Il convient cependant de relever que certains facteurs peuvent permettre de
réduire la portée d’un conflit social. Notamment, un diagnostic précoce, un
travail d’analyse des problèmes, l’accord des parties sur le principe de
résoudre le conflit de bonne foi ou à l’amiable, la consécration des
organisations homogènes et unies, la fluidité et l’échange des informations, le
fonctionnement harmonieux du dispositif de négociation collective, le respect
des délais de notification, la considération accordée au traitement des requêtes
et doléances formulées par les agents.
Il reste cependant que d’autres facteurs sont de nature à aggraver un conflit
social.
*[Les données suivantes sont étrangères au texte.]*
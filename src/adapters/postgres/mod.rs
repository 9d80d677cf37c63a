//! PostgreSQL adapters - Database implementations for repository ports.
//!
//! This module provides adapters for PostgreSQL-backed persistence:
//! - `PostgresMissionRepository` - Missions and the delete policy transaction
//! - `PostgresMissionApplicationRepository` - Application writes
//! - `PostgresMissionApplicationReader` - Enriched application views
//! - `PostgresUserRepository` - Users, skills and their association

mod mapping;
mod mission_application_reader;
mod mission_application_repository;
mod mission_repository;
mod pool;
mod user_repository;

pub use mission_application_reader::PostgresMissionApplicationReader;
pub use mission_application_repository::PostgresMissionApplicationRepository;
pub use mission_repository::PostgresMissionRepository;
pub use pool::{connect, run_migrations};
pub use user_repository::PostgresUserRepository;

use std::sync::Arc;

use sqlx::PgPool;

use crate::ports::EntityStore;

/// Builds an Entity Store whose ports share one pool.
pub fn entity_store(pool: PgPool) -> EntityStore {
    EntityStore {
        missions: Arc::new(PostgresMissionRepository::new(pool.clone())),
        applications: Arc::new(PostgresMissionApplicationRepository::new(pool.clone())),
        application_reader: Arc::new(PostgresMissionApplicationReader::new(pool.clone())),
        users: Arc::new(PostgresUserRepository::new(pool)),
    }
}
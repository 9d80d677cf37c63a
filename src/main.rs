//! mission-hub server entry point.

use std::sync::Arc;

use tokio::net::TcpListener;
use tracing::{info, warn};
use tracing_subscriber::{fmt, prelude::*, EnvFilter};

use mission_hub::adapters::http::api_router;
use mission_hub::adapters::{postgres, InMemoryEntityStore};
use mission_hub::application::SeedDirectoryHandler;
use mission_hub::config::AppConfig;
use mission_hub::ports::EntityStore;

#[tokio::main]
async fn main() -> Result<(), Box<dyn std::error::Error>> {
    let config = AppConfig::load()?;
    init_tracing(&config);
    config.validate()?;

    let addr = config.server.socket_addr()?;

    let (store, pool) = if config.database.is_configured() {
        let pool = postgres::connect(&config.database).await?;
        if config.database.run_migrations {
            postgres::run_migrations(&pool).await?;
        }
        if let Some(path) = config.seed.path() {
            warn!(path, "Seed file ignored when a database is configured");
        }
        (postgres::entity_store(pool.clone()), Some(pool))
    } else {
        warn!("No database configured, using the in-memory store");
        let backend = Arc::new(InMemoryEntityStore::new());
        match config.seed.load_directory()? {
            Some(seed) => {
                SeedDirectoryHandler::new(backend.clone()).handle(&seed).await?;
            }
            None => warn!(
                "No seed file configured; ApplyMission and UserSkill/Add will report \
                 unknown users and skills until MISSION_HUB__SEED__PATH is set"
            ),
        }
        (EntityStore::from_backend(backend), None)
    };

    let app = api_router(store, &config);

    let listener = TcpListener::bind(addr).await?;
    info!(
        %addr,
        environment = ?config.server.environment,
        delete_policy = %config.workflow.mission_delete_policy,
        "mission-hub listening"
    );

    axum::serve(listener, app)
        .with_graceful_shutdown(shutdown_signal())
        .await?;

    if let Some(pool) = pool {
        pool.close().await;
        info!("Database pool closed");
    }
    info!("Shutdown complete");
    Ok(())
}

/// `RUST_LOG` wins over the configured level; production logs are JSON.
fn init_tracing(config: &AppConfig) {
    let filter = EnvFilter::try_from_default_env()
        .unwrap_or_else(|_| EnvFilter::new(&config.server.log_level));

    let registry = tracing_subscriber::registry().with(filter);
    if config.is_production() {
        registry.with(fmt::layer().json()).init();
    } else {
        registry.with(fmt::layer().with_target(false)).init();
    }
}

async fn shutdown_signal() {
    let ctrl_c = async {
        if let Err(err) = tokio::signal::ctrl_c().await {
            warn!(error = %err, "Failed to listen for Ctrl-C");
            std::future::pending::<()>().await;
        }
    };

    #[cfg(unix)]
    let terminate = async {
        match tokio::signal::unix::signal(tokio::signal::unix::SignalKind::terminate()) {
            Ok(mut signal) => {
                signal.recv().await;
            }
            Err(err) => {
                warn!(error = %err, "Failed to listen for SIGTERM");
                std::future::pending::<()>().await;
            }
        }
    };

    #[cfg(not(unix))]
    let terminate = std::future::pending::<()>();

    tokio::select! {
        _ = ctrl_c => {},
        _ = terminate => {},
    }

    info!("Shutdown signal received, draining connections");
}
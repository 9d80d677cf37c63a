//! ListUserSkillsHandler - Query handler for the skills of one user.

use std::sync::Arc;

use crate::domain::foundation::UserId;
use crate::domain::user::{Skill, UserSkillError};
use crate::ports::UserRepository;

#[derive(Debug, Clone, Copy)]
pub struct ListUserSkillsQuery {
    pub user_id: i64,
}

pub struct ListUserSkillsHandler {
    repository: Arc<dyn UserRepository>,
}

impl ListUserSkillsHandler {
    pub fn new(repository: Arc<dyn UserRepository>) -> Self {
        Self { repository }
    }

    /// Skills ordered by id. An unknown user is `UserNotFound`, not an
    /// empty list.
    pub async fn handle(&self, query: ListUserSkillsQuery) -> Result<Vec<Skill>, UserSkillError> {
        let user_id = UserId::new(query.user_id)?;

        if self.repository.find_user(user_id).await?.is_none() {
            return Err(UserSkillError::UserNotFound(user_id));
        }

        Ok(self.repository.list_user_skills(user_id).await?)
    }
}

#[cfg(test)]
mod tests {
    use super::*;
    use crate::adapters::memory::InMemoryEntityStore;
    use crate::domain::user::{NewUser, UserSkill};

    #[tokio::test]
    async fn lists_skills_by_id() {
        let store = Arc::new(InMemoryEntityStore::new());
        let user = store
            .create_user(&NewUser::new("Ada", "Lovelace", "ada@example.com"))
            .await
            .unwrap();
        let first = store.create_skill("Carpentry").await.unwrap();
        let second = store.create_skill("Teaching").await.unwrap();
        for skill in [&second, &first] {
            store
                .add_user_skill(UserSkill::new(user.id, skill.id))
                .await
                .unwrap();
        }

        let skills = ListUserSkillsHandler::new(store)
            .handle(ListUserSkillsQuery {
                user_id: user.id.value(),
            })
            .await
            .unwrap();

        assert_eq!(skills, vec![first, second]);
    }

    #[tokio::test]
    async fn unknown_user_is_not_found() {
        let handler = ListUserSkillsHandler::new(Arc::new(InMemoryEntityStore::new()));
        let err = handler
            .handle(ListUserSkillsQuery { user_id: 8 })
            .await
            .unwrap_err();
        assert_eq!(err, UserSkillError::UserNotFound(UserId::from_raw(8)));
    }
}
L’on peut énumérer, dans cet ordre d’idées, la recherche d’un gain
personnel, les divisions dans le groupe des responsables, les antécédents de
confrontation, le langage agressif, les menaces ou les intimidations, les
agendas et intérêts cachés, les revendications exigeantes, le refus des
concessions, les positions fermes ou figées, l’absence de dialogue ou de
négociateur, les discriminations de classe, de genre ou de niveau, l’impatience,
etc.
En l’absence d’un organe dédié à la gestion des conflits sociaux, de
mécanismes d’exorcisation ou de conciliation interne tel que le médiateur,
seules les aptitudes managériales des dirigeants permettent de prévenir et de
juguler les conflits sociaux potentiels dans la fonction publique camerounaise.
Je vous remercie de votre bienveillante attention.